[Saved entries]
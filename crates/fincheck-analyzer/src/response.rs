use fincheck_core::NewAnalysis;

use crate::AnalyzerError;

/// Remove Markdown JSON code-fence markers and surrounding whitespace.
///
/// Every literal "```json" and "```" is removed wherever it appears, then the
/// result is trimmed.
#[must_use]
pub fn strip_code_fences(raw: &str) -> String {
    raw.replace("```json", "").replace("```", "").trim().to_string()
}

/// Parse the model's raw answer into the four analysis fields.
///
/// # Errors
///
/// Returns [`AnalyzerError::MalformedResponse`] if, after fence stripping, the
/// text is not JSON, or is JSON that lacks one of the expected keys or holds
/// a non-string value for one.
pub fn parse_analysis(raw: &str) -> Result<NewAnalysis, AnalyzerError> {
    let cleaned = strip_code_fences(raw);
    serde_json::from_str::<NewAnalysis>(&cleaned).map_err(|e| AnalyzerError::MalformedResponse {
        reason: e.to_string(),
        raw: raw.to_string(),
    })
}
//! `analyze <path>`: the upload pipeline run against a file on disk.

use std::path::Path;

use anyhow::Context;
use fincheck_analyzer::GeminiClient;
use fincheck_core::AnalysisRecord;

/// Extract, analyze and store one PDF already on disk.
///
/// The file is read in place; there is no staging copy. Nothing is stored
/// unless every step succeeds.
///
/// # Errors
///
/// Returns an error if the file cannot be read as a PDF, the model call or
/// its answer fails, or the insert fails.
pub(crate) async fn analyze_file(
    pool: &sqlx::SqlitePool,
    client: &GeminiClient,
    path: &Path,
) -> anyhow::Result<AnalysisRecord> {
    if !fincheck_extract::has_pdf_extension(&path.to_string_lossy()) {
        tracing::warn!(path = %path.display(), "file does not have a .pdf extension; reading it as PDF anyway");
    }

    let text = fincheck_extract::extract_pdf_text_blocking(path.to_path_buf())
        .await
        .with_context(|| format!("failed to extract text from {}", path.display()))?;
    if text.trim().is_empty() {
        tracing::warn!(path = %path.display(), "no text extracted from document");
    }
    tracing::info!(path = %path.display(), chars = text.chars().count(), "text extracted");

    let analysis = client
        .analyze(&text)
        .await
        .context("document analysis failed")?;

    let record = fincheck_db::insert_analysis(pool, &analysis).await?;
    tracing::info!(id = record.id, company = %record.company_name, "analysis saved");
    Ok(record)
}

/// Run [`analyze_file`] with the configured model and print the stored
/// record as JSON.
///
/// # Errors
///
/// Returns an error if the client cannot be built or [`analyze_file`] fails.
pub(crate) async fn run_analyze(
    pool: &sqlx::SqlitePool,
    config: &fincheck_core::AppConfig,
    path: &Path,
) -> anyhow::Result<()> {
    let client = GeminiClient::with_base_url(
        &config.gemini_api_key,
        &config.gemini_model,
        &config.gemini_base_url,
    )?;
    let record = analyze_file(pool, &client, path).await?;

    println!("{}", serde_json::to_string_pretty(&record)?);
    Ok(())
}

/// Every stored analysis as pretty JSON, newest first, in the `/results` shape.
///
/// # Errors
///
/// Returns an error if the query fails.
pub(crate) async fn render_results(pool: &sqlx::SqlitePool) -> anyhow::Result<String> {
    let records = fincheck_db::list_analyses(pool).await?;
    Ok(serde_json::to_string_pretty(&records)?)
}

PROBLEM TO WORK ON ▸ A verbatim copy of all the entries above is requested.

SOLUTION FOR THIS EXERCISE ▸
filename crates/fincheck-analyzer/src/response.rs
use fincheck_core::NewAnalysis;

use crate::AnalyzerError;

/// Remove Markdown JSON code-fence markers and surrounding whitespace.
///
/// Every literal "```json" and "```" is removed wherever it appears, then the
/// result is trimmed.
#[must_use]
pub fn strip_code_fences(raw: &str) -> String {
    raw.replace("```json", "").replace("```", "").trim().to_string()
}

/// Parse the model's raw answer into the four analysis fields.
///
/// # Errors
///
/// Returns [`AnalyzerError::MalformedResponse`] if, after fence stripping, the
/// text is not JSON, or is JSON that lacks one of the expected keys or holds
/// a non-string value for one.
pub fn parse_analysis(raw: &str) -> Result<NewAnalysis, AnalyzerError> {
    let cleaned = strip_code_fences(raw);
    serde_json::from_str::<NewAnalysis>(&cleaned).map_err(|e| AnalyzerError::MalformedResponse {
        reason: e.to_string(),
        raw: raw.to_string(),
    })
}
//! `analyze <path>`: the upload pipeline run against a file on disk.

use std::path::Path;

use anyhow::Context;
use fincheck_analyzer::GeminiClient;
use fincheck_core::AnalysisRecord;

/// Extract, analyze and store one PDF already on disk.
///
/// The file is read in place; there is no staging copy. Nothing is stored
/// unless every step succeeds.
///
/// # Errors
///
/// Returns an error if the file cannot be read as a PDF, the model call or
/// its answer fails, or the insert fails.
pub(crate) async fn analyze_file(
    pool: &sqlx::SqlitePool,
    client: &GeminiClient,
    path: &Path,
) -> anyhow::Result<AnalysisRecord> {
    if !fincheck_extract::has_pdf_extension(&path.to_string_lossy()) {
        tracing::warn!(path = %path.display(), "file does not have a .pdf extension; reading it as PDF anyway");
    }

    let text = fincheck_extract::extract_pdf_text_blocking(path.to_path_buf())
        .await
        .with_context(|| format!("failed to extract text from {}", path.display()))?;
    if text.trim().is_empty() {
        tracing::warn!(path = %path.display(), "no text extracted from document");
    }
    tracing::info!(path = %path.display(), chars = text.chars().count(), "text extracted");

    let analysis = client
        .analyze(&text)
        .await
        .context("document analysis failed")?;

    let record = fincheck_db::insert_analysis(pool, &analysis).await?;
    tracing::info!(id = record.id, company = %record.company_name, "analysis saved");
    Ok(record)
}

/// Run [`analyze_file`] with the configured model and print the stored
/// record as JSON.
///
/// # Errors
///
/// Returns an error if the client cannot be built or [`analyze_file`] fails.
pub(crate) async fn run_analyze(
    pool: &sqlx::SqlitePool,
    config: &fincheck_core::AppConfig,
    path: &Path,
) -> anyhow::Result<()> {
    let client = GeminiClient::with_base_url(
        &config.gemini_api_key,
        &config.gemini_model,
        &config.gemini_base_url,
    )?;
    let record = analyze_file(pool, &client, path).await?;

    println!("{}", serde_json::to_string_pretty(&record)?);
    Ok(())
}

/// Every stored analysis as pretty JSON, newest first, in the `/results` shape.
///
/// # Errors
///
/// Returns an error if the query fails.
pub(crate) async fn render_results(pool: &sqlx::SqlitePool) -> anyhow::Result<String> {
    let records = fincheck_db::list_analyses(pool).await?;
    Ok(serde_json::to_string_pretty(&records)?)
}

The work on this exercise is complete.